Si les voyages sur le continent nord-américain et la traite des fourrures vous intéressent, la série TL4,S34 contient quelque 1000 congés et permissions accordés par le gouverneur entre 1721 à 1752 et disponibles sur le site de BAnQ. Ce sont des autorisations qui permettent à des individus d’équiper des canots pour aller commercer avec des Amérindiens à un poste dans l’arrière-pays, ou pour faire de la prospection et des explorations au nom du roi.
En 1696, le roi de France supprime les congés, d’une part à cause de l’effondrement des marchés en France et, d’autre part, parce que les colons français se sont «abandonnés au libertinage, à la débauche, [et] à toutes sortes de désordres et de crimes»; en 1716, la pratique est rétablie.
Dans ce document exceptionnel, Hertel de Cournoyer s’engage à transporter et à mettre ses engagés au service du père Pierre-François-Xavier de Charlevoix (1682-1761) mandaté par le régent Philippe, duc d’Orléans pour localiser la Mer de l’Ouest qui ouvrirait la voie vers les contrées de l’Orient.
Ce texte est particulièrement intéressant parce qu’il fait référence à trois aspects au cœur de l’histoire de la Nouvelle-France soit la traite des fourrures entre les coureurs des bois et les Amérindiens, les voyages des explorateurs sur le continent nord-américain et la présence des communautés religieuses dans leur tentative de convertir les Sauvages en Amérique.
Nous pouvons voir sur cette carte les postes de traite les plus fréquentés par les voyageurs : Détroit et Michillimakinac au Michigan, la Baie-des-Puants et Chagouamigon au Wisconsin, Michipicoton et Kaministiquia en Ontario, le poste des Miamis en Indiana et celui de la Rivière au Bœuf en Pennsylvanie. Ils se rendaient même parfois jusqu’au Lac Ouinipigon et au poste du Fort La Reine au Manitoba.

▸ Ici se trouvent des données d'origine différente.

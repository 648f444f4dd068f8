//! Cooperative cancellation.

use std::sync::atomic::{AtomicBool, Ordering};
use std::sync::Arc;

/// A shared flag a caller raises to abandon a running operation.
///
/// Operations check the flag at their own boundaries (one display frame,
/// one encoder block); raising it never interrupts work in progress.
#[derive(Debug, Clone, Default)]
pub struct CancelFlag {
    inner: Arc<AtomicBool>,
}

impl CancelFlag {
    pub fn new() -> Self {
        Self::default()
    }

    /// Request cancellation.
    pub fn cancel(&self) {
        self.inner.store(true, Ordering::SeqCst);
    }

    pub fn is_cancelled(&self) -> bool {
        self.inner.load(Ordering::SeqCst)
    }
}
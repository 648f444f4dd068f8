//! Clipforge Render Engine
//!
//! Produces burn-in, trim and convert artifacts by playing a source in real
//! time, drawing each presented frame into a frame buffer and feeding that
//! buffer (plus the routed audio) to a stream encoder.
//!
//! # Pipeline Architecture
//!
//! ```text
//! source ──► PlaybackSource ──► RasterSurface ──► StreamEncoder ──► Artifact
//!                 │                  ▲                  ▲
//!                 │       captions ──┘                  │
//!                 └──► AudioRouter ──── capture track ──┘
//! ```
//!
//! [`job::EncodingJob`] owns one implementation of each host trait and
//! advances on display-refresh events. [`ffmpeg`] and [`raster`] provide
//! the stock implementations.

pub mod compositor;
pub mod ffmpeg;
pub mod host;
pub mod job;
pub mod negotiate;
pub mod progress;
pub mod raster;
pub mod scheduler;

pub use job::{Artifact, EncodingJob, JobHost, JobOptions, JobState, Operation};
pub use progress::JobProgress;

Le nombre d’engagés par canot varie, mais la plupart des congés mentionnent leurs noms, prénoms et lieux d’origine. Ces hommes sont surtout originaires de Montréal et des villages avoisinants comme Soulanges, Île-Perrot, Châteauguay, Rivière-des-Prairies, ainsi que de localités des rives sud et nord : Laprairie, Contrecœur, Boucherville, Maskinongé, Lavaltrie, Berthier. Ils partent pour une période maximale de 18 mois et la date de leur départ de Montréal est parfois mentionnée.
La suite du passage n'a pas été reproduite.